Additionally, our bodies need fat! It is one of the most important components of our diet. The cells in our bodies desperately need the right kinds of fats in order to operate properly. Our bodies have been designed to need fats/oils in order to survive (If you’re not picking up on it yet, I’ll tell you now, I’m not a fan of lowfat diets. Seriously! Have you seen all the chemicals that are in “lowfat” foods? Gross! Plus, whenever I eat something that is “lowfat” I am hungry twenty minutes later so I always ended up eating more food anyways!). Certain fats actually improve the health of our bodies and they aid in the absorption of nutrients and minerals that are in food. This may sound completely contrary to our popular culture, but when our family switched to using healthy fats and oils, Ryan and I actually lost weight. We eat lard, butter, coconut oil, eggs and drink lots of fresh whole raw milk and cream and overall we feel better. We have more energy. So, after much doing a good amount of research on what fats and oils to use and how to use them properly, I made the following cheat sheet that is now taped to the inside of my cookbook for quick reference:
- Baking: Virgin coconut oil (much better for you and can be used in place of vegetable oil in most recipes)

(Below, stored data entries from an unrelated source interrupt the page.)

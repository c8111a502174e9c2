use clap::{Parser, Subcommand};
use clap_verbosity_flag::Verbosity;

use crate::commands;

/// Styles for CLI
fn get_styles() -> clap::builder::Styles {
  clap::builder::Styles::styled()
    .header(
      anstyle::Style::new()
        .bold()
        .underline()
        .fg_color(Some(anstyle::Color::Ansi(anstyle::AnsiColor::Green))),
    )
    .literal(
      anstyle::Style::new()
        .bold()
        .fg_color(Some(anstyle::Color::Ansi(anstyle::AnsiColor::BrightCyan))),
    )
    .usage(
      anstyle::Style::new()
        .bold()
        .fg_color(Some(anstyle::Color::Ansi(anstyle::AnsiColor::Green))),
    )
    .placeholder(
      anstyle::Style::new()
        .bold()
        .underline()
        .fg_color(Some(anstyle::Color::Ansi(anstyle::AnsiColor::Yellow))),
    )
}

#[derive(Debug, Parser)]
#[command(author, about, version)]
#[command(propagate_version = true)]
#[command(styles=get_styles())]
pub struct Cli {
  #[command(subcommand)]
  pub command: Commands,

  #[clap(flatten)]
  pub verbose: Verbosity,

  /// Disable colored output
  #[arg(long, global = true)]
  pub no_color: bool,
}

#[derive(Debug, Subcommand)]
pub enum Commands {
  /// Print shell export statements for the resolved AWS credentials and region
  ///
  /// Values already present in the environment take precedence over the
  /// shared credentials/config files; missing values print as `None`
  Credentials(commands::credentials::Credentials),

  /// Grant cluster admin to an AWS account's root principal
  ///
  /// Patches the aws-auth ConfigMap in kube-system unless it already
  /// defines a mapUsers entry
  GrantAdmin(commands::grant_admin::GrantAdmin),
}
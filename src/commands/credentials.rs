use std::{collections::BTreeMap, env};

use anyhow::Result;
use clap::Args;
use serde::{Deserialize, Serialize};
use tracing::debug;

use crate::aws::{self, CredentialSource, ResolvedCredentials};

#[derive(Args, Debug, Serialize, Deserialize)]
pub struct Credentials {
  /// Named profile to read from the shared credentials and config files
  #[arg(long, env = "AWS_PROFILE", default_value = aws::DEFAULT_PROFILE)]
  pub profile: String,
}

impl Credentials {
  /// Resolve the access key pair and region, then print shell export statements
  ///
  /// Values the environment already defines are echoed as-is; a complete key
  /// pair found in the credentials file is exported into the process
  /// environment before being echoed. Missing values print as `None` and the
  /// command succeeds regardless of what was found
  pub fn export(&self) -> Result<()> {
    let environment: BTreeMap<String, String> = env::vars().collect();
    let credentials_file = aws::read_optional(aws::shared_credentials_file());
    let config_file = aws::read_optional(aws::shared_config_file());

    let resolved = aws::resolve_credentials(
      &environment,
      credentials_file.as_deref(),
      config_file.as_deref(),
      &self.profile,
    );

    if resolved.source == CredentialSource::ProfileFile {
      debug!("Populating environment from the {} profile", self.profile);
      if let (Some(key_id), Some(secret)) = (&resolved.access_key_id, &resolved.secret_access_key) {
        env::set_var(aws::ACCESS_KEY_ID_VAR, key_id);
        env::set_var(aws::SECRET_ACCESS_KEY_VAR, secret);
      }
    }

    println!("{}", export_statements(&resolved));

    Ok(())
  }
}

/// Render the three export statements, substituting `None` for absent values
fn export_statements(resolved: &ResolvedCredentials) -> String {
  let value = |v: &Option<String>| v.clone().unwrap_or_else(|| "None".to_owned());

  format!(
    "export {}={}\nexport {}={}\nexport {}={}",
    aws::ACCESS_KEY_ID_VAR,
    value(&resolved.access_key_id),
    aws::SECRET_ACCESS_KEY_VAR,
    value(&resolved.secret_access_key),
    aws::DEFAULT_REGION_VAR,
    value(&resolved.region),
  )
}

- Sauteing: Melt 1/2 desired amount of unrefined/unfiltered extra virgin olive oil and 1/2 desired amount of unsalted butter
- Frying: Goose fat, chicken fat or lard (unhydrogenated)
The more natural the fats and oils we use, the better/less harmful they are for you if they are used properly. Our family avoids all types of hydrogenated and commercially concocted fats like vegetable oil, margarine, and shortening because the way they are made and processed makes them incredibly unhealthy for you. Plus, we’ve found that once we’ve switched over to more natural fats, things taste a lot better and they fill us up for longer periods of time. So, give it a whirl! Try it for yourself and see what a difference it makes!
You can find unrefined/unfiltered extra virgin olive oil at most major grocery stores. The best place we’ve found so far for goose fat is Amazon (We’ve found it is easier to buy goose fat and use it than finding unhydrogenated lard. So we usually just use goose fat instead of lard.). We’ve been able to find coconut oil at most major grocery stores and health food stores. However, for the best prices on virgin coconut oil buy in bulk online (we’re still trying to find the best price for buying in bulk since there are so many options available).